Prima accennava al fatto che molti bambini sono rimasti orfani o hanno i genitori dispersi. Credo questo sia rilevante anche per capire quale sia ora il tessuto sociale. Di che percentuali parliamo?Nella nostra scuola rappresenta quasi il 10%: qualcuno non sa dove siano finiti i genitori, tanti li hanno persi durante i quattro anni di occupazione, alcuni sono morti in giovane età per malattie e infarti. Qui infatti a 30 anni si muore di infarto, è pazzesco da credere. Questa zona, nell’arco degli anni, è stata bersagliata in tutti i modi – Quaraqosh ma un po’ tutto l’Iraq -; tanti gas sono stati inalati da questa gente e hanno subito molte vessazioni, torture. I cancri proliferano, quasi tutti i giorni muore qualche giovane. Nascono poi moltissimi bambini con disabilità, con malformazioni e problemi cardiaci. Una bimba della nostra scuola, ha solo 4 anni, negli scorsi mesi ha subito un trapianto di fegato ma si è dovuto portarla fino a Gerusalemme e abbiamo sostenuto noi questa spesa. Ora sta incominciando a muovere di nuovo i primi passi da sola, frequenta la scuola e cerca pian piano di riprendere la sua vita da bambina.

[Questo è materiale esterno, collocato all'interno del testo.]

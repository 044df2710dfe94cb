//! Easing functions for animations

/// Easing function type
#[derive(Clone, Copy, Debug, Default, PartialEq)]
pub enum Easing {
    #[default]
    Linear,
    EaseIn,
    EaseOut,
    EaseInOut,
    EaseOutQuad,
    CubicBezier(f32, f32, f32, f32),
}

impl Easing {
    /// The platform's default ease-in-out curve for short UI transitions
    pub const STANDARD: Easing = Easing::CubicBezier(0.42, 0.0, 0.58, 1.0);

    /// Apply the easing function to a progress value (0.0 to 1.0)
    pub fn apply(&self, t: f32) -> f32 {
        let t = t.clamp(0.0, 1.0);
        match self {
            Easing::Linear => t,
            Easing::EaseIn => t * t * t,
            Easing::EaseOut => 1.0 - (1.0 - t).powi(3),
            Easing::EaseInOut => {
                if t < 0.5 {
                    4.0 * t * t * t
                } else {
                    1.0 - (-2.0 * t + 2.0).powi(3) / 2.0
                }
            }
            Easing::EaseOutQuad => 1.0 - (1.0 - t) * (1.0 - t),
            Easing::CubicBezier(x1, y1, x2, y2) => cubic_bezier_ease(t, *x1, *y1, *x2, *y2),
        }
    }
}

/// Cubic bezier easing calculation (matches CSS `cubic-bezier()` as browsers implement it).
///
/// Uses Newton-Raphson with binary-search fallback for robustness.
/// Computes in f64 internally to avoid f32 precision jitter at 120fps.
fn cubic_bezier_ease(t: f32, x1: f32, y1: f32, x2: f32, y2: f32) -> f32 {
    if t <= 0.0 {
        return 0.0;
    }
    if t >= 1.0 {
        return 1.0;
    }

    let x = t as f64;
    let (x1, y1, x2, y2) = (x1 as f64, y1 as f64, x2 as f64, y2 as f64);

    let mut p = x;
    for _ in 0..8 {
        let err = bezier_sample(p, x1, x2) - x;
        if err.abs() < 1e-7 {
            return bezier_sample(p, y1, y2) as f32;
        }
        let slope = bezier_slope(p, x1, x2);
        if slope.abs() < 1e-7 {
            break;
        }
        p -= err / slope;
    }

    // Binary search fallback (always converges)
    let mut lo = 0.0_f64;
    let mut hi = 1.0_f64;
    p = x;
    for _ in 0..20 {
        let val = bezier_sample(p, x1, x2);
        if (val - x).abs() < 1e-7 {
            break;
        }
        if val < x {
            lo = p;
        } else {
            hi = p;
        }
        p = (lo + hi) * 0.5;
    }

    bezier_sample(p, y1, y2) as f32
}

/// B(t) = 3(1-t)²t·p1 + 3(1-t)t²·p2 + t³, in Horner form
#[inline]
fn bezier_sample(t: f64, p1: f64, p2: f64) -> f64 {
    let a = 1.0 - 3.0 * p2 + 3.0 * p1;
    let b = 3.0 * p2 - 6.0 * p1;
    let c = 3.0 * p1;
    ((a * t + b) * t + c) * t
}

#[inline]
fn bezier_slope(t: f64, p1: f64, p2: f64) -> f64 {
    let a = 1.0 - 3.0 * p2 + 3.0 * p1;
    let b = 3.0 * p2 - 6.0 * p1;
    let c = 3.0 * p1;
    (3.0 * a * t + 2.0 * b) * t + c
}

#[cfg(test)]
mod tests {
    use super::*;

    #[test]
    fn test_endpoints_exact() {
        for e in [
            Easing::Linear,
            Easing::EaseIn,
            Easing::EaseOut,
            Easing::EaseInOut,
            Easing::EaseOutQuad,
            Easing::STANDARD,
        ] {
            assert_eq!(e.apply(0.0), 0.0, "{e:?}");
            assert!((e.apply(1.0) - 1.0).abs() < 1e-6, "{e:?}");
        }
    }

    #[test]
    fn test_out_of_range_progress_is_clamped() {
        assert_eq!(Easing::Linear.apply(-1.0), 0.0);
        assert_eq!(Easing::EaseOut.apply(2.0), 1.0);
    }

    #[test]
    fn test_standard_curve_is_symmetric() {
        let a = Easing::STANDARD.apply(0.25);
        let b = Easing::STANDARD.apply(0.75);
        assert!((a + b - 1.0).abs() < 1e-4);
        assert!((Easing::STANDARD.apply(0.5) - 0.5).abs() < 1e-4);
    }
}
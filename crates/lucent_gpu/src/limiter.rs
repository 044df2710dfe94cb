//! Bounded in-flight upload tracking
//!
//! At most [`MAX_IN_FLIGHT`] capture uploads may be queued on the GPU at
//! once, one per staging buffer. Acquiring never waits: when every slot is
//! busy the caller keeps showing the previous frame's texture instead.

use std::sync::{Arc, Mutex, PoisonError};

use tokio::sync::{OwnedSemaphorePermit, Semaphore};

/// Staging buffers per capturer, and therefore uploads in flight
pub const MAX_IN_FLIGHT: usize = 3;

/// Counting limiter plus the list of staging slots not currently in use
#[derive(Debug)]
pub struct InFlightLimiter {
    permits: Arc<Semaphore>,
    free: Arc<Mutex<Vec<usize>>>,
    capacity: usize,
}

impl InFlightLimiter {
    pub fn new(capacity: usize) -> Self {
        let capacity = capacity.max(1);
        Self {
            permits: Arc::new(Semaphore::new(capacity)),
            // Popped from the back, so slot 0 is handed out first
            free: Arc::new(Mutex::new((0..capacity).rev().collect())),
            capacity,
        }
    }

    /// Claim a slot without waiting
    pub fn try_acquire(&self) -> Option<InFlightSlot> {
        let permit = Arc::clone(&self.permits).try_acquire_owned().ok()?;
        let index = self
            .free
            .lock()
            .unwrap_or_else(PoisonError::into_inner)
            .pop()?;
        Some(InFlightSlot {
            index,
            free: Arc::clone(&self.free),
            _permit: permit,
        })
    }

    pub fn capacity(&self) -> usize {
        self.capacity
    }

    /// Slots currently claimed
    pub fn in_flight(&self) -> usize {
        self.capacity - self.permits.available_permits()
    }
}

impl Default for InFlightLimiter {
    fn default() -> Self {
        Self::new(MAX_IN_FLIGHT)
    }
}

/// A claimed staging slot; returned to the limiter when dropped.
///
/// Uploads move the slot into the GPU completion callback, which may run on
/// any thread.
#[derive(Debug)]
pub struct InFlightSlot {
    index: usize,
    free: Arc<Mutex<Vec<usize>>>,
    _permit: OwnedSemaphorePermit,
}

impl InFlightSlot {
    /// Which staging buffer this slot owns
    pub fn index(&self) -> usize {
        self.index
    }
}

impl Drop for InFlightSlot {
    fn drop(&mut self) {
        // The index goes back before the permit is released
        self.free
            .lock()
            .unwrap_or_else(PoisonError::into_inner)
            .push(self.index);
    }
}

#[cfg(test)]
mod tests {
    use super::*;

    #[test]
    fn test_never_more_than_capacity() {
        let limiter = InFlightLimiter::default();
        let a = limiter.try_acquire().unwrap();
        let b = limiter.try_acquire().unwrap();
        let c = limiter.try_acquire().unwrap();
        assert_eq!(limiter.in_flight(), 3);
        assert!(limiter.try_acquire().is_none());

        let mut indices = [a.index(), b.index(), c.index()];
        indices.sort_unstable();
        assert_eq!(indices, [0, 1, 2]);
    }

    #[test]
    fn test_drop_returns_slot() {
        let limiter = InFlightLimiter::default();
        let mut slots: Vec<_> = (0..3).map(|_| limiter.try_acquire().unwrap()).collect();
        let middle = slots.remove(1);
        let index = middle.index();
        drop(middle);
        assert_eq!(limiter.in_flight(), 2);
        assert_eq!(limiter.try_acquire().unwrap().index(), index);

        drop(slots);
        assert_eq!(limiter.in_flight(), 0);
    }

    #[test]
    fn test_release_from_other_thread() {
        let limiter = InFlightLimiter::new(1);
        let slot = limiter.try_acquire().unwrap();
        assert!(limiter.try_acquire().is_none());

        std::thread::spawn(move || drop(slot)).join().unwrap();
        assert!(limiter.try_acquire().is_some());
    }
}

Il 2021 ha visto la visita in quei territori di papa Francesco. Che cosa ha significato per voi e per la gente di Qaraqosh? Cosa vi ha lasciato?È stato un evento formidabile, eccezionale, per il quale si è messa in moto una vera macchina dove chiunque poteva dare una mano l’ha fatto. La venuta del Papa in questi territori è stata più che importante, fondamentale, è stato come un olio che rinfresca la ferita e dà sollievo, soprattutto per una Qaraqosh che era stata ridotta in macerie e le chiese completamente distrutte, con tutti i simboli sacri sfregiati e profanati. “Non sono venuto per visitarvi e chiedervi come state, sono venuto a curare le vostre ferite” ha detto papa Francesco, che ha ricordato anche alla popolazione il suo essere popolo delle origini della cristianità e della fede; ha dato forza a non perdere mai la speranza e stimolo a non rinunciare alla propria terra, a restare e il desiderio di appartenere a un popolo.È stato come se ci avesse abbracciato tutti con la sua presenza di speranza.Da qui si è ripartiti con l’idea di continuare a lottare per la propria terra; certo qui il problema forte è la mancanza di lavoro: ci vorrebbero fabbriche, promozione dell’agricoltura, dell’allevamento progetti a lungo termine su ampia scala dove la gente possa lavorare.Manca la sicurezza e la certezza in questo Paese e questo destabilizza tutto e tutti, c’è sempre tanta paura che tutto quello che è accaduto possa tornare.